Ultrashort Echo-Time (UTE) imaging techniques can visualize short T2* components (i.e., bone). Dual-echo UTE imaging was performed with hyperbolic tangent based R2* model to separate the bone and soft tissue. This work demonstrated that cortical bone and bone marrow of skull are well separated with soft tissue using dual-echo UTE images. The proposed method can potentially be used for MR-only transcranial HIFU planning and PET attenuation correction.

Introduction

Ultrashort Echo-Time (UTE) imaging techniques that can visualize short T2* components are investigated for many applications, such as bone imaging, transcranial MR-guided focused ultrasound treatment, CT image synthesis, and PET attenuation correction1-4. For these applications, multi-echo UTE is used to visualize the bone images by subtraction or division of short and long TE images, or by conventional mapping2-3,5. However, these methods may have low accuracy in the regions composed of low-density bone or bone marrow. In this study, we propose the hyperbolic tangent based R2* model. The hyperbolic tangent based R2* model is suggested to separate the bone and soft tissue in human head and the utility of the proposed method is verified by evaluating the bone and soft tissue segmented R2* contrast maps with various TE.

Methods

1. Hyperbolic Tangent based R2* Model

The magnitude only water-fat signal equation can be expressed as:
$$
{|S_i|}^2={{W^2+F^2+2WFcos(2\pi\Delta f \cdot {TE}_i)}}e^{-2R_2^* \cdot {TE}_i}
$$
where the $$$S_{i}$$$ is the measured data at $$$i_{th}$$$ TE ($$${TE}_{i}$$$), $$$W$$$ and $$$F$$$ denote signals from water and fat, respectively. $$$\Delta f$$$ is the water-fat frequency shift for single spectral peak model and the relaxation rate $$$R_{2}^*$$$ is the reciprocal of relaxation time $$$T_{2}^*$$$. Then the ratio of the difference and sum of $$${|S_i|}^2$$$ and $$${|S_{in}|}^2$$$ ($$${|S_{in}|}$$$ is measured signal at in-phase TE) is given by:
$$
\frac{{|S_{i}|}^2-{|S_{in}|}^2}{{|S_{i}|}^2+{|S_{in}|}^2}=\frac{{(W+F)^2{sinh(R_2 ^*\cdot(TE_{in}-TE_{i}))}-2WF{sin}^2(\pi \Delta f \cdot {TE}_i)}e^{-2R_2^* \cdot({TE}_{in}-{TE}_{i})}}{{(W+F)^2{cosh(R_2 ^*\cdot(TE_{in}-TE_{i}))}-2WF{sin}^2(\pi \Delta f \cdot {TE}_i)}e^{-2R_2^* \cdot({TE}_{in}-{TE}_{i})}}
$$
Let $$$sinh(R_2 ^*\cdot(TE_{in}-TE_{i}))=HS$$$, $$$cosh(R_2 ^*\cdot(TE_{in}-TE_{i}))=HC$$$, and $$${sin}^2(\pi \Delta f \cdot {TE}_i)e^{-2R_2^* \cdot({TE}_{in}-{TE}_{i})}=SS$$$. Under the condition 1 for $$$HS>>SS$$$ and condition 2 for $$$HC>>SS$$$, the ratio $$$\frac{{|S_{i}|}^2-{|S_{in}|}^2}{{|S_{i}|}^2+{|S_{in}|}^2}$$$ can be approximated as:
$$
\frac{{|S_{i}|}^2-{|S_{in}|}^2}{{|S_{i}|}^2+{|S_{in}|}^2} \approx tanh(R_{2}^*\cdot \Delta {TE}_{i}),
$$
$$
where \Delta {TE}_{i}=TE_{in}-TE_{i}
$$
which gives the same procedure for calculating $$$R_2^*$$$ values.
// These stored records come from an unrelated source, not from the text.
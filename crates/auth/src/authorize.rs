use std::collections::HashMap;

use thiserror::Error;

use crate::{Permission, Principal, PrincipalId, Role};

#[derive(Debug, Error, Clone, PartialEq, Eq)]
pub enum AuthzError {
    #[error("forbidden: missing permission '{0}'")]
    Forbidden(String),
}

/// Role → permission table.
///
/// Roles not present in the table grant nothing, so an unknown or misspelled
/// role in a token is denied rather than silently allowed.
#[derive(Debug, Clone, PartialEq, Eq)]
pub struct RolePolicy {
    grants: HashMap<String, Vec<Permission>>,
}

impl RolePolicy {
    pub fn empty() -> Self {
        Self {
            grants: HashMap::new(),
        }
    }

    /// Built-in policy:
    ///
    /// | role      | permissions                                        |
    /// |-----------|----------------------------------------------------|
    /// | `admin`   | `*`                                                |
    /// | `manager` | read + write on licenses and invoices, read activity |
    /// | `viewer`  | read on licenses, invoices and activity            |
    pub fn standard() -> Self {
        Self::empty()
            .with_role(Role::ADMIN, vec![Permission::WILDCARD])
            .with_role(
                Role::MANAGER,
                vec![
                    Permission::LICENSES_READ,
                    Permission::LICENSES_WRITE,
                    Permission::INVOICES_READ,
                    Permission::INVOICES_WRITE,
                    Permission::ACTIVITY_READ,
                ],
            )
            .with_role(
                Role::VIEWER,
                vec![
                    Permission::LICENSES_READ,
                    Permission::INVOICES_READ,
                    Permission::ACTIVITY_READ,
                ],
            )
    }

    pub fn with_role(mut self, role: Role, permissions: Vec<Permission>) -> Self {
        self.grants.insert(role.as_str().to_string(), permissions);
        self
    }

    pub fn permissions_for(&self, role: &Role) -> &[Permission] {
        self.grants
            .get(role.as_str())
            .map(Vec::as_slice)
            .unwrap_or_default()
    }

    /// Resolve the effective permissions of a token's roles.
    pub fn resolve(&self, principal_id: PrincipalId, roles: Vec<Role>) -> Principal {
        let mut permissions: Vec<Permission> = Vec::new();
        for role in &roles {
            for perm in self.permissions_for(role) {
                if !permissions.contains(perm) {
                    permissions.push(perm.clone());
                }
            }
        }
        Principal {
            principal_id,
            roles,
            permissions,
        }
    }
}

impl Default for RolePolicy {
    fn default() -> Self {
        Self::standard()
    }
}

/// Authorize a principal for one permission.
///
/// - No IO
/// - No panics
/// - No business logic (pure policy check)
pub fn authorize(principal: &Principal, required: &Permission) -> Result<(), AuthzError> {
    if principal.has_permission(required) {
        Ok(())
    } else {
        tracing::debug!(
            principal_id = %principal.principal_id,
            permission = %required,
            "authorization denied"
        );
        Err(AuthzError::Forbidden(required.as_str().to_string()))
    }
}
If the data sets are against to those conditions, incorrect R2* values will be computed in tissues which are composed of both water and fat (i.e., bone marrow).

2. Decomposition of High and Low $$$R_2^*$$$ Components

To separate the bone and soft tissue components, small quantity approximation $$$(tanh(x)=x)$$$ was used. Because R2* of bone is much higher than that of soft tissue, subtracting the maximum value that satisfied $$$tanh(R_2^* \cdot \Delta {TE}_i)=R_2^* \cdot \Delta {TE}_i$$$ from the $$$tanh(R_2^* \cdot \Delta {TE}_i)$$$ over the volume makes the subtracted values of bone and soft tissue to positive and negative, respectively. Finally, square roots of those can be decomposed to real and imaginary components as bone and soft tissue.

3. MRI Data Acquisition and Processing

Two sequences on a 3.0 T MRI scanner was used: Dual-echo UTE (Philips Achieva, The Netherlands) and ZTE (GE Signa Architect, Milwaukee, WI). MR Images were acquired with the following parameters: (UTE= TE1:0.15/0.25/0.35/0.45/0.55ms, TE2:2.3ms, TR:5.3ms, field-of-view:24$$$\times$$$24$$$\times$$$24cm3, flip angle:$$$5^{\circ}$$$, acquisition density of angles:80%, 1.5mm isotropic resolution, scan time:3’37’’/ ZTE= TR:533.5ms, field-of-view:26$$$\times$$$26$$$\times$$$26cm3, flip angle:$$$1^{\circ}$$$, voxel size:1$$$\times$$$1$$$\times$$$1mm3, scan time:4’2’’). Inverse logarithmic ZTE images were calculated to compare the structure of bone with the proposed method using UTE imaging6. Registration of UTE and ZTE images is performed using 3D Slicer7.

Results

A set of ZTE, UTE and in-phase GRE magnitude images of the head is shown in Fig. 1. Since the long TE1 cannot satisfy the condition 1 and 2, $$$tanh(R_{2}^*\cdot \Delta {TE}_{i})$$$ map from dual-echo UTE images show that the skull is decomposed imperfectly, especially in bone marrow region (Fig. 1). Compared with the -log(ZTE), $$$tanh(R_{2}^*\cdot \Delta {TE}_{i})$$$ obtained from dual-echo UTE images shows much higher difference between bone marrow and soft tissue. The reconstructed skull and soft tissue maps along five different TE1 are shown in Fig. 2. Bone marrow regions are reconstructed in soft tissue map increasingly when TE1 increases. Comparing the skull map reconstructed from images of shortest TE to the inverse logarithmic ZTE, skull layers are shown to be well depicted in Fig. 3.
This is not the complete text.